Sasuke - chłodny, opanowany. Zawsze musi być najlepszy. Patrzy na innych z góry. Przez to zamartwianie się o tyłek, nieco stracił na aurze mrocznego i tajemniczego amanta.
Udało Ci się dobrze zarysować konflikt osobowościowy Naruto i Sasuke, ich rywalizację.

d) oryginalność i styl:
Oryginalność - Sasunaru oryginalne nie jest, ale pomysł z przebieraniem za dziewczyny i ogólnie cała fabuła, problemy, które ich prześladują - jak najbardziej.

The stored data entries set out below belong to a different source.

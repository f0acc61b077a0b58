//! Ledger boundary for Notar.
//!
//! This crate is everything Notar knows about the ledger network:
//! - The [`LedgerClient`] trait: the four calls the anchoring core depends on
//! - [`LedgerError`]: transient / blockhash-expired / fatal classification
//! - The legacy transaction wire format and the memo instruction
//! - [`RpcLedgerClient`]: JSON-RPC 2.0 over HTTP
//! - [`InMemoryLedger`]: scripted in-process ledger for tests and demos
//!
//! Clients never retry. Retry policy belongs to the callers in `notar-anchor`.

pub mod error;
pub mod memory;
pub mod rpc;
pub mod short_vec;
pub mod traits;
pub mod transaction;

pub use error::{LedgerError, LedgerResult, TransactionError};
pub use memory::{AirdropMode, InMemoryLedger, Operation, SubmittedTransaction};
pub use rpc::RpcLedgerClient;
pub use traits::{Commitment, LedgerClient, SubmitOptions, SubmitOutcome};
pub use transaction::{
    CompiledInstruction, Message, MessageHeader, Transaction, MAX_TRANSACTION_SIZE,
    MEMO_PROGRAM_ID,
};
use notar_ledger::{LedgerError, TransactionError};

/// Errors from ensuring the wallet balance.
///
/// An unconfirmed top-up is not an error; see
/// [`BalanceOutcome::Unconfirmed`](crate::BalanceOutcome::Unconfirmed).
#[derive(Debug, thiserror::Error)]
pub enum FundingError {
    /// The ledger failed fatally, or transient failures outlasted the policy.
    #[error("balance check failed: {0}")]
    Ledger(#[source] LedgerError),

    #[error("deadline exceeded after {polls} balance polls")]
    DeadlineExceeded { polls: u32 },
}

/// Result alias for funding operations.
pub type FundingResult<T> = Result<T, FundingError>;

/// Errors from anchoring a digest on the ledger.
#[derive(Debug, thiserror::Error)]
pub enum AnchorError {
    /// The ledger refused the transaction. Not retried.
    #[error("transaction rejected: {0}")]
    Rejected(#[source] LedgerError),

    #[error("gave up after {attempts} attempts: {last}")]
    RetriesExhausted { attempts: u32, last: LedgerError },

    /// The transaction could not be built or signed, so nothing was sent.
    #[error("transaction not submitted: {0}")]
    SubmissionFailed(#[from] TransactionError),

    #[error("deadline exceeded after {attempts} attempts")]
    DeadlineExceeded { attempts: u32 },
}

/// Result alias for anchoring operations.
pub type AnchorResult<T> = Result<T, AnchorError>;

Styl - lekki, płynny i wyrobiony. Nie wiem, czy potrafiłaby odróżnić Twój tekst od dziesięciu innych, ale naprawdę dobrze piszesz, dzięki czemu czyta się wyjątkowo przyjemnie. Nawet nie wiem kiedy mi te osiem rozdziałów przemknęło. Używasz wielu kolokwializmów, więc uważaj, żeby nie przesadzić.

e) błędy:
Zaczynasz zdania spójnikami, a to błąd. Przez nie często zdania sprawiają wrażenie, jakby miały być kontynuacją poprzednich.
Ogólnie błędów jest mało, głównie wynikają z nieuwagi przy sprawdzaniu - jakaś literówka tu czy tam.
Rozdział 2:
W czarne peruce kręconych włosów i eleganckiej wieczorowej sukience wyglądał jak prawdziwy babochłop” - czarnej, literówka.
Oczywiście najpierw, zanim dopiorą się do szefa gangu, muszą zdobyć o nim informację” - dobiorą, informacje - liczba mnoga.

Rozdział 4:
(...)zapytał z zastanowieniem, zerkając na wciąż najbardziej na świecie przejmującego się swoją dupą Sasuke” - to zdanie można rozumieć na dwa sposoby: dla Sasuke nie było nic ważniejszego niż jego tyłek. Drugi sposób: nie ma osoby, która bardziej by się przejmowała swoim tyłkiem niż on. O który Ci chodzi?

Rozdział 8:
(...)rzucił wyniośle i wrócił do tej, z której przed chwilą wyszedł, czyli jedynej nie przeszukanej przez podejrzanych typów” - nieprzeszukanej
W końcu miał taki zamiar, zanim Naruto nie zaczął wgniatać go w ścianę”.

a) fabuła: 5/6
b) opisy i dialogi: 3,5/6pkt
c) bohaterowie: 6/6pkt
d) oryginalność i styl: 6/6 pkt
e) błędy: 6/6pkt
26,5/30 pkt

Dodatkowe punkty:
Za humor.
1/5pkt

45,5 - złota szarfa

Gratuluję!

To jeden z tych blogów, dzięki którym człowiek dalej ma ochotę oceniać.

1 komentarz:

  1. Dziękuję za ocenę. Oczywiście odniosę się do niej szerzej jak tylko będę miała stały dostęp do internetu.